In our analysis, females had a 15% increased risk of bladder cancer specific mortality compared to males, but no increased risk of all-cause mortality. Noon, et al found that females with high risk bladder cancer had worse bladder cancer specific mortality, but not all-cause mortality. There were no significant differences in 5 year all-cause of bladder-cancer specific mortality for patients with low-risk or muscle invasive bladder cancer [21]. In a propensity score matching analysis, Choo, et al found that female gender was not an independent risk factor for overall survival or bladder cancer specific survival [22]. Mallin, et. al showed that, after controlling for demographic and clinical differences, in early stage disease, Caucasian females had significantly lower mortality then Caucasian males, but for late-stage disease African American males (HR 1.3; CI 1.2–1.4) and African American females (HR 1.3; CI 1.2-1.3) had increased mortality to Caucasian males, but not to Caucasian females [3].

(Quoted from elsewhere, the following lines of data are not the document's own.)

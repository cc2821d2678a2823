//! Initial catalog seeding
//!
//! Seeds the standard permission and role catalog into a store so a
//! fresh deployment starts with a usable RBAC setup. Idempotent: every
//! entry is get-or-create by name, so running it against an already
//! seeded store changes nothing.

use tracing::info;

use warden_model::{Permission, Role};

use crate::error::{StoreError, StoreResult};
use crate::store::AccessStore;

/// The standard catalog: (permission name, description).
const CATALOG: &[(&str, &str)] = &[
    ("view_own_documents", "Allows a user to view their own documents."),
    ("view_financial_reports", "Allows viewing financial reports."),
    ("manage_permissions", "Allows managing the permission catalog."),
    ("manage_roles", "Allows managing the role catalog."),
    ("assign_roles", "Allows assigning roles to users."),
];

async fn permission_get_or_create(
    store: &dyn AccessStore,
    name: &str,
    description: &str,
) -> StoreResult<Permission> {
    match store.permission_by_name(name).await {
        Ok(existing) => Ok(existing),
        Err(StoreError::NotFound { .. }) => {
            store.create_permission(Permission::new(name, description)).await
        }
        Err(err) => Err(err),
    }
}

/// Seed the standard catalog into `store`.
///
/// Creates the five standard permissions plus two roles:
/// - «Администратор» holding every catalog permission
/// - «Пользователь» holding only `view_own_documents`
///
/// Existing entries (matched by name) are left untouched, including
/// their permission sets.
///
/// # Arguments
///
/// * `store` - The store to seed
pub async fn bootstrap(store: &dyn AccessStore) -> StoreResult<()> {
    let mut permission_ids = Vec::with_capacity(CATALOG.len());
    for (name, description) in CATALOG {
        let permission = permission_get_or_create(store, name, description).await?;
        permission_ids.push(permission.id);
    }

    match store.role_by_name("Администратор").await {
        Ok(_) => {}
        Err(StoreError::NotFound { .. }) => {
            let admin = store
                .create_role(Role::new("Администратор").with_description("Full access"))
                .await?;
            store.set_role_permissions(admin.id, &permission_ids).await?;
        }
        Err(err) => return Err(err),
    }

    match store.role_by_name("Пользователь").await {
        Ok(_) => {}
        Err(StoreError::NotFound { .. }) => {
            let user_role = store
                .create_role(Role::new("Пользователь").with_description("Regular user"))
                .await?;
            let view_own = store.permission_by_name("view_own_documents").await?;
            store.set_role_permissions(user_role.id, &[view_own.id]).await?;
        }
        Err(err) => return Err(err),
    }

    info!("Bootstrapped standard permission and role catalog");
    Ok(())
}
//! Role and permission catalogs
//!
//! Management CRUD over the role and permission entities, each guarded
//! by its own declared requirement. Permission names are immutable once
//! created: handlers and roles reference permissions by name, so
//! updates may change only the description.

use std::sync::Arc;

use serde::{Deserialize, Serialize};
use tracing::info;
use uuid::Uuid;

use warden_model::{Permission, Role};
use warden_rbac::{Identity, Requirement, MANAGE_PERMISSIONS, MANAGE_ROLES};
use warden_store::AccessStore;

use crate::error::{AdminError, AdminResult};
use crate::guard::require;

/// Requirement declared by every permission catalog operation.
pub static MANAGE_PERMISSIONS_REQUIREMENT: Requirement = Requirement::any(&[MANAGE_PERMISSIONS]);

/// Requirement declared by every role catalog operation.
pub static MANAGE_ROLES_REQUIREMENT: Requirement = Requirement::any(&[MANAGE_ROLES]);

/// Request to create a permission.
#[derive(Debug, Clone, Deserialize)]
pub struct CreatePermission {
    /// Unique code name
    pub name: String,

    /// Free-text description
    #[serde(default)]
    pub description: String,
}

/// Request to update a permission. The name is immutable.
#[derive(Debug, Clone, Default, Deserialize)]
pub struct UpdatePermission {
    /// New description
    pub description: Option<String>,
}

/// Request to create a role.
#[derive(Debug, Clone, Deserialize)]
pub struct CreateRole {
    /// Unique role name
    pub name: String,

    /// Free-text description
    #[serde(default)]
    pub description: String,

    /// Permissions to attach, by ID
    #[serde(default)]
    pub permission_ids: Vec<Uuid>,
}

/// Request to update a role. `None` fields are left unchanged;
/// `permission_ids` replaces the whole set when present.
#[derive(Debug, Clone, Default, Deserialize)]
pub struct UpdateRole {
    /// New role name
    pub name: Option<String>,

    /// New description
    pub description: Option<String>,

    /// Replacement permission set, by ID
    pub permission_ids: Option<Vec<Uuid>>,
}

/// A role with its attached permissions resolved.
#[derive(Debug, Clone, Serialize)]
pub struct RoleDetail {
    /// The role entity
    #[serde(flatten)]
    pub role: Role,

    /// The role's permissions
    pub permissions: Vec<Permission>,
}

/// Permission catalog management; every operation declares
/// [`MANAGE_PERMISSIONS_REQUIREMENT`].
pub struct PermissionCatalog {
    store: Arc<dyn AccessStore>,
}

impl PermissionCatalog {
    /// Create a permission catalog over the given store.
    pub fn new(store: Arc<dyn AccessStore>) -> Self {
        Self { store }
    }

    /// List all permissions.
    pub async fn list(&self, identity: &Identity) -> AdminResult<Vec<Permission>> {
        require(identity, &MANAGE_PERMISSIONS_REQUIREMENT)?;
        Ok(self.store.list_permissions().await?)
    }

    /// Fetch one permission by ID.
    pub async fn get(&self, identity: &Identity, id: Uuid) -> AdminResult<Permission> {
        require(identity, &MANAGE_PERMISSIONS_REQUIREMENT)?;
        Ok(self.store.permission_by_id(id).await?)
    }

    /// Create a permission.
    ///
    /// # Errors
    ///
    /// - [`AdminError::MissingField`] if the name is empty
    /// - [`AdminError::Conflict`] on a duplicate name; the existing
    ///   permission is never silently merged
    pub async fn create(
        &self,
        identity: &Identity,
        request: CreatePermission,
    ) -> AdminResult<Permission> {
        require(identity, &MANAGE_PERMISSIONS_REQUIREMENT)?;
        if request.name.is_empty() {
            return Err(AdminError::MissingField { field: "name" });
        }

        let permission = self
            .store
            .create_permission(Permission::new(request.name, request.description))
            .await?;
        Ok(permission)
    }

    /// Update a permission's description. The name is the stable key
    /// referenced by handlers and roles and cannot change.
    pub async fn update(
        &self,
        identity: &Identity,
        id: Uuid,
        request: UpdatePermission,
    ) -> AdminResult<Permission> {
        require(identity, &MANAGE_PERMISSIONS_REQUIREMENT)?;

        let mut permission = self.store.permission_by_id(id).await?;
        if let Some(description) = request.description {
            permission.description = description;
        }
        Ok(self.store.update_permission(permission).await?)
    }

    /// Delete a permission, cascading its removal from every role.
    pub async fn delete(&self, identity: &Identity, id: Uuid) -> AdminResult<()> {
        require(identity, &MANAGE_PERMISSIONS_REQUIREMENT)?;
        self.store.delete_permission(id).await?;
        info!(%id, "Permission deleted");
        Ok(())
    }
}

/// Role catalog management; every operation declares
/// [`MANAGE_ROLES_REQUIREMENT`].
pub struct RoleCatalog {
    store: Arc<dyn AccessStore>,
}

impl RoleCatalog {
    /// Create a role catalog over the given store.
    pub fn new(store: Arc<dyn AccessStore>) -> Self {
        Self { store }
    }

    /// List all roles with their permissions resolved.
    pub async fn list(&self, identity: &Identity) -> AdminResult<Vec<RoleDetail>> {
        require(identity, &MANAGE_ROLES_REQUIREMENT)?;

        let mut details = Vec::new();
        for role in self.store.list_roles().await? {
            let permissions = self.store.permissions_of_role(role.id).await?;
            details.push(RoleDetail { role, permissions });
        }
        Ok(details)
    }

    /// Fetch one role by ID with its permissions resolved.
    pub async fn get(&self, identity: &Identity, id: Uuid) -> AdminResult<RoleDetail> {
        require(identity, &MANAGE_ROLES_REQUIREMENT)?;

        let role = self.store.role_by_id(id).await?;
        let permissions = self.store.permissions_of_role(role.id).await?;
        Ok(RoleDetail { role, permissions })
    }

    /// Create a role, optionally attaching permissions by ID.
    ///
    /// Every permission ID is resolved before the role is written, so
    /// an unknown ID fails the whole operation without committing
    /// anything.
    ///
    /// # Errors
    ///
    /// - [`AdminError::MissingField`] if the name is empty
    /// - [`AdminError::Conflict`] on a duplicate name
    /// - [`AdminError::NotFound`] if any permission ID is unknown
    pub async fn create(&self, identity: &Identity, request: CreateRole) -> AdminResult<RoleDetail> {
        require(identity, &MANAGE_ROLES_REQUIREMENT)?;
        if request.name.is_empty() {
            return Err(AdminError::MissingField { field: "name" });
        }
        self.check_permissions_exist(&request.permission_ids).await?;

        let role = self
            .store
            .create_role(Role::new(request.name).with_description(request.description))
            .await?;

        if !request.permission_ids.is_empty() {
            self.store
                .set_role_permissions(role.id, &request.permission_ids)
                .await?;
        }

        let permissions = self.store.permissions_of_role(role.id).await?;
        Ok(RoleDetail { role, permissions })
    }

    /// Update a role. A `permission_ids` value replaces the role's
    /// whole permission set. As with [`RoleCatalog::create`], all
    /// inputs are validated before the first write, so a failed update
    /// leaves the role untouched.
    pub async fn update(
        &self,
        identity: &Identity,
        id: Uuid,
        request: UpdateRole,
    ) -> AdminResult<RoleDetail> {
        require(identity, &MANAGE_ROLES_REQUIREMENT)?;

        let mut role = self.store.role_by_id(id).await?;
        if let Some(name) = request.name {
            if name.is_empty() {
                return Err(AdminError::MissingField { field: "name" });
            }
            role.name = name;
        }
        if let Some(description) = request.description {
            role.description = description;
        }
        if let Some(permission_ids) = &request.permission_ids {
            self.check_permissions_exist(permission_ids).await?;
        }

        let role = self.store.update_role(role).await?;
        if let Some(permission_ids) = request.permission_ids {
            self.store.set_role_permissions(role.id, &permission_ids).await?;
        }

        let permissions = self.store.permissions_of_role(role.id).await?;
        Ok(RoleDetail { role, permissions })
    }

    async fn check_permissions_exist(&self, permission_ids: &[Uuid]) -> AdminResult<()> {
        for permission_id in permission_ids {
            self.store.permission_by_id(*permission_id).await?;
        }
        Ok(())
    }

    /// Delete a role, cascading its removal from every user.
    pub async fn delete(&self, identity: &Identity, id: Uuid) -> AdminResult<()> {
        require(identity, &MANAGE_ROLES_REQUIREMENT)?;
        self.store.delete_role(id).await?;
        info!(%id, "Role deleted");
        Ok(())
    }
}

The finding that African Americans had a lower mean age at diagnosis than Caucasians (64.5 vs. 67.9; p < 0.001) and that the distribution of age at diagnosis was significantly different between African Americans and Caucasians (p < 0.001) is interesting and contrary to what would be expected when examining smoking rates in African Americans and Caucasians. Although overall smoking rates are similar amongst African Americans and Caucasians, African American men are more likely to smoke than Caucasian men, but African American women are less likely to smoke than Caucasian women [23]. In addition, Caucasian women start smoking at an earlier age than African American women [24]. When examining smoking rates, by age, smoking rates for Caucasian women are higher than for African American women at each age group, except for in the mid 30’s to late 40’s, where smoking rates are higher for African American women than Caucasian women.
Regional variation
Underwood and colleagues found that patients who were diagnosed in Iowa or Detroit were more likely to die of bladder cancer than those diagnosed in Utah or New Mexico [5]. In Atlanta, African American patients were more likely to die from bladder cancer than similar Caucasian patients and also had increased bladder-cancer specific mortality than African American patients diagnosed in all other regions except Atlanta. Our analysis demonstrated regional variation in bladder cancer and overall mortality. Patients diagnosed in the Pacific Coast region had a lower risk of all-cause and bladder cancer-specific mortality than those diagnosed in the East.
Treatment differences
This analysis demonstrates that there are no African American/Caucasian racial disparities in bladder cancer-specific survival amongst patients who undergo a cystectomy for treatment of bladder cancer after controlling for other variables. This suggests that African American and Caucasian patients who undergo a cystectomy have equal responses to therapy and get equivalent treatment. Patients who do not get treated with a cystectomy may have additional barriers to care or differences in type, quality, or intensity of treatment, which are not examined in this analysis. Other studies have determined that disparities in survival could be secondary to treatment differences, such as African American patients being more likely to receive no treatment [25], radiation alone [26], or radiation and chemotherapy [11]. In contrast, a study of SEER-Medicare patients with early stage bladder cancer, Hollenbeck et al. determined that the racial disparity in bladder cancer mortality was not due to differences in treatment intensity or quality of care. In fact, African American patients were more likely to undergo a restaging resection (12% vs 6.5% ; p < 0.01) and urine cytology (36.8% vs 29.7% ; p < 0.01) [27]. Proust also found no racial disparities in treatment [14].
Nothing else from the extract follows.